Hopefully the Star Wars fans out there will appreciate the "two sides of the same coin" thinking here rather than a straight good versus bad analogy.
I blogged yesterday about
Danny MacAskill. If you've not checked out the video yet then please, brighten up your day by doing so. Then brighten up someone else's by sending them the link, then they can bri...you see how this works?
That was after I'd read an
article in
The Sunday Times by a chap called
Bryan Appleyard. If you follow the
link , you too can read it. The wonders of the World Wide Web, eh? Basically what he was saying was that yes, the internet (as the general public understands it,
Google, lastminute.com, Amazon, Facebook, Hotmail, etc, the "www bit") is, basically
a good thing.
However.
(You just knew that was coming)
He goes on to deride second coming of the web, "
Web 2.0" - the communication and interaction side of the internet as wrong and dangerous:
[from the Times Online article] Twenty years have passed since Sir Tim Berners-Lee created the world wide web.

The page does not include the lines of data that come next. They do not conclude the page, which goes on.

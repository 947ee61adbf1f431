//! Trait and types for the store the alerts are read from.

use crate::alert::Alert;
use crate::analyzers::types::RouteCount;
use anyhow::Result;
use chrono::{DateTime, Duration, Utc};
use serde_json::Value;
use tracing::{error, warn};

/// Inclusive range of `last_seen_time` values to fetch.
#[derive(Debug, Clone, Copy, PartialEq, Eq)]
pub struct TimeWindow {
    pub since: DateTime<Utc>,
    pub until: DateTime<Utc>,
}

impl TimeWindow {
    /// The `days` days ending at `now`.
    pub fn trailing_days(now: DateTime<Utc>, days: i64) -> Self {
        Self::trailing(now, Duration::days(days))
    }

    pub fn trailing(now: DateTime<Utc>, length: Duration) -> Self {
        Self {
            since: now - length,
            until: now,
        }
    }

    pub fn contains(&self, instant: DateTime<Utc>) -> bool {
        self.since <= instant && instant <= self.until
    }
}

/// Read-only access to stored alerts and the aggregates computed beside them.
///
/// Implementations resolve pagination themselves and hand back complete
/// collections.
#[async_trait::async_trait]
pub trait AlertStore: Send + Sync {
    /// Alerts whose `last_seen_time` falls inside `window`.
    async fn fetch_alerts(&self, window: TimeWindow) -> Result<Vec<Alert>>;

    /// Precomputed `(route, count)` pairs, in no particular order.
    async fn fetch_route_counts(&self) -> Result<Vec<RouteCount>>;

    /// Number of alerts ever stored.
    async fn total_alerts(&self) -> Result<u64>;
}

/// Like [`AlertStore::fetch_alerts`], but a failed fetch is logged and read as no alerts.
pub async fn fetch_alerts_or_empty(store: &dyn AlertStore, window: TimeWindow) -> Vec<Alert> {
    store.fetch_alerts(window).await.unwrap_or_else(|e| {
        error!(error = %e, since = %window.since, until = %window.until, "Failed to fetch alerts");
        Vec::new()
    })
}

/// Like [`AlertStore::fetch_route_counts`], falling back to no counts.
pub async fn fetch_route_counts_or_empty(store: &dyn AlertStore) -> Vec<RouteCount> {
    store.fetch_route_counts().await.unwrap_or_else(|e| {
        error!(error = %e, "Failed to fetch route counts");
        Vec::new()
    })
}

/// Like [`AlertStore::total_alerts`], falling back to zero.
pub async fn total_alerts_or_zero(store: &dyn AlertStore) -> u64 {
    store.total_alerts().await.unwrap_or_else(|e| {
        error!(error = %e, "Failed to fetch total alert count");
        0
    })
}

/// Decodes raw store rows one at a time, skipping any that are malformed.
///
/// A row without routes, or with a `last_seen_time` before its
/// `start_time`, counts as malformed.
pub fn decode_rows(rows: Vec<Value>) -> Vec<Alert> {
    rows.into_iter()
        .filter_map(|row| {
            let id = row
                .get("alert_id")
                .or_else(|| row.get("id"))
                .and_then(Value::as_str)
                .unwrap_or_default()
                .to_string();

            match serde_json::from_value::<Alert>(row) {
                Ok(alert) if alert.routes.is_empty() => {
                    warn!(alert_id = %alert.id, "Skipping alert without routes");
                    None
                }
                Ok(alert) if alert.last_seen_time < alert.start_time => {
                    warn!(alert_id = %alert.id, "Skipping alert last seen before it started");
                    None
                }
                Ok(alert) => Some(alert),
                Err(e) => {
                    warn!(alert_id = %id, error = %e, "Skipping malformed alert row");
                    None
                }
            }
        })
        .collect()
}
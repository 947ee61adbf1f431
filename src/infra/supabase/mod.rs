mod client;

pub use client::SupabaseClient;
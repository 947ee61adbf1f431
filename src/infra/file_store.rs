use anyhow::{Context, Result};
use async_trait::async_trait;
use serde::Deserialize;
use serde_json::Value;
use std::collections::HashMap;
use std::path::Path;
use tracing::info;

use crate::alert::Alert;
use crate::analyzers::types::RouteCount;
use crate::services::alert_store::{AlertStore, TimeWindow, decode_rows};

/// On-disk snapshot layout. Either a bare array of alert rows, or:
/// ```json
/// {
///   "alerts": [ { "alert_id": "...", "routes": ["A"], ... } ],
///   "route_counts": [ { "route": "A", "count": 12 } ],
///   "total_alerts": 4012
/// }
/// ```
#[derive(Deserialize)]
#[serde(untagged)]
enum Snapshot {
    Rows(Vec<Value>),
    Full {
        alerts: Vec<Value>,
        #[serde(default)]
        route_counts: Option<Vec<RouteCount>>,
        #[serde(default)]
        total_alerts: Option<u64>,
    },
}

/// Serves alerts from a JSON snapshot held in memory.
///
/// Without precomputed route counts or a total, both are derived from the
/// snapshot's alerts.
pub struct FileStore {
    alerts: Vec<Alert>,
    route_counts: Vec<RouteCount>,
    total_alerts: u64,
}

impl FileStore {
    /// Loads a snapshot from `path`.
    pub fn load(path: impl AsRef<Path>) -> Result<Self> {
        let path = path.as_ref();
        let content = std::fs::read_to_string(path)
            .with_context(|| format!("failed to read snapshot '{}'", path.display()))?;
        let store = Self::from_json(&content)
            .with_context(|| format!("invalid snapshot '{}'", path.display()))?;
        info!(
            path = %path.display(),
            alerts = store.alerts.len(),
            "Loaded alert snapshot"
        );
        Ok(store)
    }

    pub fn from_json(content: &str) -> Result<Self> {
        let (rows, route_counts, total_alerts) = match serde_json::from_str::<Snapshot>(content)? {
            Snapshot::Rows(rows) => (rows, None, None),
            Snapshot::Full {
                alerts,
                route_counts,
                total_alerts,
            } => (alerts, route_counts, total_alerts),
        };

        let alerts = decode_rows(rows);
        let route_counts = route_counts.unwrap_or_else(|| count_routes(&alerts));
        let total_alerts = total_alerts.unwrap_or(alerts.len() as u64);

        Ok(Self {
            alerts,
            route_counts,
            total_alerts,
        })
    }

    pub fn from_alerts(alerts: Vec<Alert>) -> Self {
        Self {
            route_counts: count_routes(&alerts),
            total_alerts: alerts.len() as u64,
            alerts,
        }
    }
}

/// Alerts per route, in order of first appearance.
fn count_routes(alerts: &[Alert]) -> Vec<RouteCount> {
    let (order, counts) = alerts.iter().flat_map(|a| a.routes.iter()).fold(
        (Vec::<&str>::new(), HashMap::<&str, u64>::new()),
        |(mut order, mut counts), route| {
            let count = counts.entry(route.as_str()).or_insert_with(|| {
                order.push(route.as_str());
                0
            });
            *count += 1;
            (order, counts)
        },
    );

    order
        .into_iter()
        .map(|route| RouteCount {
            route: route.to_string(),
            count: counts[route],
        })
        .collect()
}

#[async_trait]
impl AlertStore for FileStore {
    async fn fetch_alerts(&self, window: TimeWindow) -> Result<Vec<Alert>> {
        Ok(self
            .alerts
            .iter()
            .filter(|a| window.contains(a.last_seen_time))
            .cloned()
            .collect())
    }

    async fn fetch_route_counts(&self) -> Result<Vec<RouteCount>> {
        Ok(self.route_counts.clone())
    }

    async fn total_alerts(&self) -> Result<u64> {
        Ok(self.total_alerts)
    }
}
use chrono::{DateTime, Datelike, NaiveDate, Timelike, Utc, Weekday};
use chrono_tz::Tz;

/// Divides `count` by `days`, returning 0.0 when `days` is zero.
pub fn per_day(count: usize, days: usize) -> f64 {
    if days == 0 {
        return 0.0;
    }
    count as f64 / days as f64
}

/// Calendar date of `instant` in the civil timezone `tz`.
pub fn civil_date(instant: DateTime<Utc>, tz: Tz) -> NaiveDate {
    instant.with_timezone(&tz).date_naive()
}

/// Hour of day (0-23) of `instant` in UTC.
pub fn utc_hour(instant: DateTime<Utc>) -> u32 {
    instant.hour()
}

pub fn is_weekend(date: NaiveDate) -> bool {
    matches!(date.weekday(), Weekday::Sat | Weekday::Sun)
}

/// Every date from `first` to `last` inclusive. Empty if `last < first`.
pub fn date_range(first: NaiveDate, last: NaiveDate) -> impl Iterator<Item = NaiveDate> {
    first.iter_days().take_while(move |d| *d <= last)
}

/// Short chart label, e.g. `Thu, 5/1`.
pub fn day_label(date: NaiveDate) -> String {
    date.format("%a, %-m/%-d").to_string()
}

/// Section heading, e.g. `Thu, May 1`.
pub fn day_heading(date: NaiveDate) -> String {
    date.format("%a, %B %-d").to_string()
}

#[cfg(test)]
mod tests {
    use super::*;
    use chrono::TimeZone;
    use chrono_tz::America::New_York;

    #[test]
    fn test_per_day_zero_days() {
        assert_eq!(per_day(5, 0), 0.0);
        assert_eq!(per_day(0, 0), 0.0);
    }

    #[test]
    fn test_per_day_normal_values() {
        assert_eq!(per_day(6, 3), 2.0);
        assert_eq!(per_day(1, 4), 0.25);
    }

    #[test]
    fn test_civil_date_crosses_midnight() {
        // 02:30 UTC is still the previous evening in New York
        let instant = Utc.with_ymd_and_hms(2025, 5, 2, 2, 30, 0).unwrap();
        assert_eq!(
            civil_date(instant, New_York),
            NaiveDate::from_ymd_opt(2025, 5, 1).unwrap()
        );
        assert_eq!(civil_date(instant, Tz::UTC), NaiveDate::from_ymd_opt(2025, 5, 2).unwrap());
        assert_eq!(utc_hour(instant), 2);
    }

    #[test]
    fn test_utc_hour_ignores_dst() {
        let winter = Utc.with_ymd_and_hms(2025, 1, 15, 17, 0, 0).unwrap();
        let summer = Utc.with_ymd_and_hms(2025, 7, 15, 17, 0, 0).unwrap();
        assert_eq!(utc_hour(winter), 17);
        assert_eq!(utc_hour(summer), 17);
    }

    #[test]
    fn test_is_weekend() {
        let saturday = NaiveDate::from_ymd_opt(2025, 5, 3).unwrap();
        let sunday = NaiveDate::from_ymd_opt(2025, 5, 4).unwrap();
        let monday = NaiveDate::from_ymd_opt(2025, 5, 5).unwrap();
        assert!(is_weekend(saturday));
        assert!(is_weekend(sunday));
        assert!(!is_weekend(monday));
    }

    #[test]
    fn test_date_range_inclusive() {
        let first = NaiveDate::from_ymd_opt(2025, 2, 27).unwrap();
        let last = NaiveDate::from_ymd_opt(2025, 3, 2).unwrap();
        let days: Vec<_> = date_range(first, last).collect();
        assert_eq!(days.len(), 4);
        assert_eq!(days[0], first);
        assert_eq!(days[3], last);

        assert_eq!(date_range(last, first).count(), 0);
        assert_eq!(date_range(first, first).count(), 1);
    }

    #[test]
    fn test_labels() {
        let date = NaiveDate::from_ymd_opt(2025, 5, 1).unwrap();
        assert_eq!(day_label(date), "Thu, 5/1");
        assert_eq!(day_heading(date), "Thu, May 1");
    }
}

From 1989 to 2000 it grew exponentially. Then it crashed, and...from the ashes emerged web 2.0, a cult created, engineered and run by Californians. This can be defined in many ways, but its principal features are, as with everything else in California, freedom, personal expression, letting it all hang out and making shedloads of wonga.
Blogging,
Twittering and
Facebooking, he contends,
all give the individual the unprecedented opportunity to blather to the entire world. And this, Bryan, is a bad thing is it?
Yes. Of course there's any amount of inane rubbish out there. This post being, I'm under no illusions, perhaps another example. There's also, though, any amount of good stuff too - whether it be the mundanity of a
restaurant recommendation or the wonder that is the
Smithsonian's online museum collection. Similarly, and here I think is the point Mr. Appleyard may be missing - though I don't for one second think he's not aware of it - there's good and bad stuff out there in the "real" world too. It's a case of trying to find the diamond in the coal as a
wise man once said.
Just because a book, CD, film or event exists, that doesn't mean you have to read, listen to, watch or attend it. There's choice there. There's freedom there. The moment you start to say this is good - we'll keep it, this is bad - let's destroy it, you move from critique to censorship.

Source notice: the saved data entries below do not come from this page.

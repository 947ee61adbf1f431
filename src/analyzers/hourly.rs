use crate::alert::Alert;
use crate::analyzers::types::{HourBucket, HourlyDistribution};
use crate::analyzers::utility::{civil_date, is_weekend, per_day, utc_hour};
use chrono::NaiveDate;
use chrono_tz::Tz;
use std::collections::BTreeSet;

/// Per-hour tally: alert count and the distinct days the hour was seen on.
#[derive(Debug, Clone, Default)]
struct HourTally {
    count: usize,
    days: BTreeSet<NaiveDate>,
}

#[derive(Debug, Clone, Default)]
struct HourTallies([HourTally; 24]);

impl HourTallies {
    fn with(mut self, hour: u32, date: NaiveDate) -> Self {
        let tally = &mut self.0[hour as usize];
        tally.count += 1;
        tally.days.insert(date);
        self
    }

    fn into_buckets(self) -> Vec<HourBucket> {
        self.0
            .into_iter()
            .zip(0u32..)
            .map(|(tally, hour)| HourBucket {
                hour,
                count: tally.count,
                days_observed: tally.days.len(),
                average: per_day(tally.count, tally.days.len()),
            })
            .collect()
    }
}

/// Average alerts per observed day for each UTC hour of `start_time`.
///
/// The denominator is the number of distinct civil dates (in `tz`) on which
/// that hour had at least one alert, so sparse hours are not diluted by days where they never
/// appear. Always returns 24 buckets.
pub fn hour_of_day(alerts: &[Alert], tz: Tz) -> Vec<HourBucket> {
    alerts
        .iter()
        .fold(HourTallies::default(), |acc, alert| {
            acc.with(
                utc_hour(alert.start_time),
                civil_date(alert.start_time, tz),
            )
        })
        .into_buckets()
}

/// [`hour_of_day`] over all alerts plus independent weekday and weekend series.
///
/// Weekday or weekend is decided by the civil date in `tz`, not the UTC date.
pub fn hourly_distribution(alerts: &[Alert], tz: Tz) -> HourlyDistribution {
    let (weekday, weekend) = alerts.iter().fold(
        (HourTallies::default(), HourTallies::default()),
        |(weekday, weekend), alert| {
            let hour = utc_hour(alert.start_time);
            let date = civil_date(alert.start_time, tz);
            if is_weekend(date) {
                (weekday, weekend.with(hour, date))
            } else {
                (weekday.with(hour, date), weekend)
            }
        },
    );

    HourlyDistribution {
        all: hour_of_day(alerts, tz),
        weekday: weekday.into_buckets(),
        weekend: weekend.into_buckets(),
    }
}

#[cfg(test)]
mod tests {
    use super::*;
    use crate::alert::tests::alert;
    use chrono_tz::America::New_York;

    fn started_at(start: &str) -> Alert {
        alert(start, &["A"], start, start)
    }

    #[test]
    fn test_empty_gives_24_zero_buckets() {
        let buckets = hour_of_day(&[], New_York);
        assert_eq!(buckets.len(), 24);
        assert!(buckets.iter().all(|b| b.count == 0 && b.average == 0.0));
        assert_eq!(buckets[23].hour, 23);
    }

    #[test]
    fn test_average_uses_distinct_days_for_that_hour() {
        // 12:00 UTC: two alerts on May 1, one on May 2
        // 22:00 UTC: one alert on May 1 only
        let alerts = vec![
            started_at("2025-05-01T12:05:00"),
            started_at("2025-05-01T12:45:00"),
            started_at("2025-05-02T12:10:00"),
            started_at("2025-05-01T22:30:00"),
        ];

        let buckets = hour_of_day(&alerts, New_York);
        assert_eq!(buckets[12].count, 3);
        assert_eq!(buckets[12].days_observed, 2);
        assert_eq!(buckets[12].average, 1.5);

        assert_eq!(buckets[22].count, 1);
        assert_eq!(buckets[22].days_observed, 1);
        assert_eq!(buckets[22].average, 1.0);

        assert_eq!(buckets[8].count, 0);
        assert_eq!(buckets[3].average, 0.0);
    }

    #[test]
    fn test_weekday_weekend_split_has_independent_denominators() {
        // Thu May 1 and Fri May 2 are weekdays, Sat May 3 is a weekend day
        let alerts = vec![
            started_at("2025-05-01T12:00:00"),
            started_at("2025-05-02T12:00:00"),
            started_at("2025-05-03T12:00:00"),
            started_at("2025-05-03T12:30:00"),
        ];

        let dist = hourly_distribution(&alerts, New_York);

        assert_eq!(dist.weekday[12].count, 2);
        assert_eq!(dist.weekday[12].days_observed, 2);
        assert_eq!(dist.weekday[12].average, 1.0);

        assert_eq!(dist.weekend[12].count, 2);
        assert_eq!(dist.weekend[12].days_observed, 1);
        assert_eq!(dist.weekend[12].average, 2.0);

        assert_eq!(dist.all[12].count, 4);
        assert_eq!(dist.all[12].days_observed, 3);
    }

    #[test]
    fn test_weekend_hour_never_observed_is_zero() {
        let alerts = vec![started_at("2025-05-01T12:00:00")];
        let dist = hourly_distribution(&alerts, New_York);

        assert_eq!(dist.weekend.len(), 24);
        assert_eq!(dist.weekend[12].days_observed, 0);
        assert_eq!(dist.weekend[12].average, 0.0);
        assert!(dist.weekend[12].average.is_finite());
    }

    #[test]
    fn test_utc_hour_with_civil_day_near_midnight() {
        // Sat 01:00 UTC is still Friday May 2 in New York
        let alerts = vec![
            started_at("2025-05-03T01:00:00"),
            started_at("2025-05-02T01:30:00"),
        ];
        let dist = hourly_distribution(&alerts, New_York);

        assert_eq!(dist.weekday[1].count, 2);
        // Thu May 1 and Fri May 2 in New York
        assert_eq!(dist.weekday[1].days_observed, 2);
        assert_eq!(dist.weekday[1].average, 1.0);
        assert!(dist.weekend.iter().all(|b| b.count == 0));
        assert_eq!(dist.weekday[21].count, 0);
        assert_eq!(dist.all[1].days_observed, 2);
    }

    #[test]
    fn test_same_utc_hour_on_one_civil_day() {
        // Both fall on Friday May 2 in New York
        let alerts = vec![
            started_at("2025-05-03T01:10:00"),
            started_at("2025-05-03T01:50:00"),
        ];
        let buckets = hour_of_day(&alerts, New_York);

        assert_eq!(buckets[1].count, 2);
        assert_eq!(buckets[1].days_observed, 1);
        assert_eq!(buckets[1].average, 2.0);
    }
}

There's a very engaging debate ongoing at the moment around freedoms (of speech and the press) in connection with The
British Chiropractic Association and some claims they have made in connection with the efficacy of such a practice. Read more via
Dave Gorman and
Jack of Kent.
I'm not suggesting Mr. Appleyard is in favour of censorship per se - though he does appear to want to subdue the will and enthusiasm of the individual:
Institutions — publishers, newspapers, museums, universities, schools — exist precisely because they can do more than individuals. If web 2.0 flattens everything to the level of whim and self-actualisation, then it will have done more harm than good.
He then goes on to suggest that, in fact, the internet (or does he mean the World Wide Web?) may actually be harmful to, at a basic level, the evolution of human intelligence:
“There seems to be an inverse correlation between technological speed and intellectual diversity,” observes Andrew Keen, author of The Cult of the Amateur: How Today’s Internet is Killing Our Culture and Assaulting Our Economy.

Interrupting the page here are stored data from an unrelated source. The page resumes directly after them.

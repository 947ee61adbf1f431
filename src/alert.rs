//! The alert record and the helpers shared by every stage of the pipeline.

use anyhow::{Context, Result, bail};
use chrono::{DateTime, NaiveDateTime, Utc};
use serde::{Deserialize, Deserializer, Serialize};

/// A single reported service disruption as materialized from the alert store.
///
/// Timestamps are always UTC instants. The store keeps them as naive values,
/// so decoding annotates them as UTC explicitly instead of trusting the host
/// timezone.
#[derive(Debug, Clone, PartialEq, Eq, Serialize, Deserialize)]
pub struct Alert {
    #[serde(alias = "alert_id")]
    pub id: String,
    pub routes: Vec<String>,
    #[serde(default)]
    pub description: String,
    #[serde(deserialize_with = "deserialize_utc")]
    pub start_time: DateTime<Utc>,
    #[serde(deserialize_with = "deserialize_utc")]
    pub last_seen_time: DateTime<Utc>,
}

impl Alert {
    /// Sorted, comma-joined route set identifying the incident this alert belongs to.
    pub fn signature(&self) -> String {
        let mut routes: Vec<&str> = self.routes.iter().map(String::as_str).collect();
        routes.sort_unstable();
        routes.join(",")
    }

    /// Route codes mentioned in bracket notation inside the description.
    pub fn description_routes(&self) -> Vec<&str> {
        route_tokens(&self.description)
    }
}

/// Parses a stored timestamp into a UTC instant.
///
/// Accepts naive `YYYY-MM-DDTHH:MM:SS[.fff]` values (with `T` or a space as
/// separator), which are taken to be UTC, and RFC 3339 values carrying an
/// explicit offset, which are converted to UTC.
pub fn parse_utc(raw: &str) -> Result<DateTime<Utc>> {
    let raw = raw.trim();
    if raw.is_empty() {
        bail!("empty timestamp");
    }

    if let Ok(with_offset) = DateTime::parse_from_rfc3339(raw) {
        return Ok(with_offset.with_timezone(&Utc));
    }

    for format in ["%Y-%m-%dT%H:%M:%S%.f", "%Y-%m-%d %H:%M:%S%.f"] {
        if let Ok(naive) = NaiveDateTime::parse_from_str(raw, format) {
            return Ok(naive.and_utc());
        }
    }

    DateTime::parse_from_str(raw, "%Y-%m-%d %H:%M:%S%.f%#z")
        .map(|t| t.with_timezone(&Utc))
        .with_context(|| format!("unrecognised timestamp '{raw}'"))
}

fn deserialize_utc<'de, D>(deserializer: D) -> std::result::Result<DateTime<Utc>, D::Error>
where
    D: Deserializer<'de>,
{
    let raw = String::deserialize(deserializer)?;
    parse_utc(&raw).map_err(serde::de::Error::custom)
}

/// Extracts `[A]`, `[7]`, `[SIR]`-style route tokens from free text, in order.
///
/// Only uppercase ASCII letters and digits are accepted between the brackets.
pub fn route_tokens(text: &str) -> Vec<&str> {
    let mut tokens = Vec::new();
    let mut rest = text;

    while let Some(open) = rest.find('[') {
        let after = &rest[open + 1..];
        let Some(close) = after.find(']') else {
            break;
        };
        let candidate = &after[..close];
        let valid = !candidate.is_empty()
            && candidate
                .bytes()
                .all(|b| b.is_ascii_uppercase() || b.is_ascii_digit());

        if valid {
            tokens.push(candidate);
            rest = &after[close + 1..];
        } else {
            // a nested '[' may still open a valid token
            rest = after;
        }
    }

    tokens
}
use async_trait::async_trait;
use reqwest::{Request, Response};

/// Executes prepared requests. Auth wrappers implement this by decorating an
/// inner client, and tests can swap in a canned transport.
#[async_trait]
pub trait HttpClient: Send + Sync {
    async fn execute(&self, req: Request) -> reqwest::Result<Response>;
}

I'm no great fan of MySpace - unless it's telling me when the next
King Creosote or
Phil Campbell gig is - or Facebook. But I accept their right to exist and the right of people to use them. Sure, you could just go and meet your pals in the pub for a beer and tell them your news and find out theirs rather than Tweet or Blog it but, and here's the thing, some of us have children, jobs, housework, in short, life to contend with and those student afternoons of pints, coffee and games of pool with your mates in the union are a long way away and even if they're not - it's good to talk. For some, sharing their thoughts can be a laugh, for others it can be
cathartic or even
therapeutic - a way to make sense of a troubled life.
If a problem shared can be a problem halved, then why can a joke shared or a
new musical discovery shared not be a laugh or a singalong doubled, quadrupled or infinitely multiplied?
Appleyard again: The cult is the problem. I know that this article — it always happens — will be sneered at all over the web by people who cannot think for themselves because they are blindly faithful to the idea that the web is the future, all of it. I will be called a Luddite.
No Bryan, I'm not sneering, just tilting my head to one side and thinking, hmm, maybe Mr. Appleyard you need to get some nice people to follow on Twitter or watch the brilliant first appearance by
Kate Nash on Later or read a life-affirming article by
Roddy Woomble to see what you're missing by rejecting the social media aspect of the web.
He concludes the piece thus: it [the web] is wonderful, certainly, but it is also porn, online brothels, privacy invasions, hucksterism, mindless babble and the vacant gaze that always accompanies the mindless pursuit of the new. The web is human and fallen.
Yes Bryan. All those things. It's called life.